When the presence of complex features is predictable (i.e., can be accurately guessed from simpler features along with priors about the environment), mechanisms are best devoted elsewhere (See Discussion, van Hateren, 1992a). In contrast, sensory features that are highly variable and not predictable from simpler ones can serve to determine their causes (e.g., to distinguish among materials or objects), a first step in guiding decisions. We will show that these ideas predict a specific organizing principle for aggregate sensitivities arising in cortex: the perceptual salience of complex sensory signals increases with the variability, or unpredictability, of the corresponding signals over the ensemble of natural stimuli.

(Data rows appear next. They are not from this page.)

//! Rasterization and the framebuffer device.

mod device;
pub(crate) mod scanline;

pub use device::{Device, EYE_SEPARATION};

/// What gets drawn for each visible triangle.
#[derive(Debug, Clone, Copy, PartialEq, Eq, Default)]
pub enum RenderMode {
    /// Scanline-filled triangles (the primary path).
    #[default]
    Filled,
    /// Triangle outlines via Bresenham lines.
    Wireframe,
}
//! Look-at camera.
//!
//! # Coordinate System
//!
//! Uses a **left-handed** coordinate system:
//! - X: positive right
//! - Y: positive up
//! - Z: positive forward (into screen)

use crate::math::vec3::Vec3;

/// A camera described by a position and a view target.
///
/// `target` is an **offset from `position`**, not an absolute point in the
/// world: the camera looks toward `position + target`. Moving the camera
/// therefore carries its view direction along with it. This deviates from
/// the usual look-at convention (absolute target point) and is kept for
/// output compatibility; callers wanting look-at-a-point behavior must
/// re-derive the offset themselves.
#[derive(Debug, Clone, Copy, PartialEq)]
pub struct Camera {
    pub position: Vec3,
    pub target: Vec3,
}

impl Default for Camera {
    fn default() -> Self {
        Self {
            position: Vec3::ZERO,
            target: Vec3::FORWARD,
        }
    }
}

impl Camera {
    /// Creates a camera at `position` looking toward `position + target`.
    pub fn new(position: Vec3, target: Vec3) -> Self {
        Self { position, target }
    }

    /// The absolute point the camera is looking at.
    pub fn look_target(&self) -> Vec3 {
        self.position + self.target
    }
}

#[cfg(test)]
mod tests {
    use super::*;

    #[test]
    fn target_is_an_offset_from_position() {
        let camera = Camera::new(Vec3::new(1.0, 2.0, 3.0), Vec3::new(0.0, 0.0, 1.0));
        assert_eq!(camera.look_target(), Vec3::new(1.0, 2.0, 4.0));
    }

    #[test]
    fn moving_the_camera_carries_the_view_direction() {
        let mut camera = Camera::default();
        let direction = camera.look_target() - camera.position;
        camera.position = Vec3::new(5.0, 0.0, 0.0);
        assert_eq!(camera.look_target() - camera.position, direction);
    }
}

To test this hypothesis, we focus on early stages of central visual processing. Here, early visual cortex (V1 and V2) is charged with extracting edges, shapes, and other complex correlations of light between multiple points in space (Morrone and Burr, 1988; Oppenheim and Lim, 1981; von der Heydt et al., 1984). We compare the spatial variation of local patterns of light across natural images with human sensitivity to manipulations of the same patterns in synthetic images. This allows us to determine how sensitivity is distributed across many different features, rather than simply determining the most salient ones. (We will say that a feature is more salient if it is more easily discriminated from white noise.) To this end, we parametrize the space of local multi-point correlations in images in terms of a complete set of coordinates, and we measure the probability distribution of coordinate values sampled over a large ensemble of natural scenes. We then use a psychophysical discrimination task to measure human sensitivity to the same correlations in synthetic images, where the correlations can be isolated and manipulated in a mathematically rigorous fashion by varying the corresponding coordinates (Chubb et al., 2004; Victor et al., 2005; Victor and Conte, 2012; Victor et al., 2013). Comparing the measurements, we show that human sensitivity to these multi-point elements of visual form is tuned to their variation in the natural world. Our result supports a broad hypothesis: cortex invests preferentially in mechanisms that encode unpredictable sensory features that are more variable, and thus more informative about the world. Namely, variance is salience.

Results

As we recently showed, some informative local correlations of natural scenes are captured by the configurations of luminances seen through a ‘glider’, that is, a window defined by a 2 × 2 square arrangement of pixels (Tkačik et al., 2010). We use this observation first as a framework for analyzing the local statistical structure of natural scenes, then to characterize psychophysical sensitivities via a set of synthetic visual texture stimuli, and finally to compare the two.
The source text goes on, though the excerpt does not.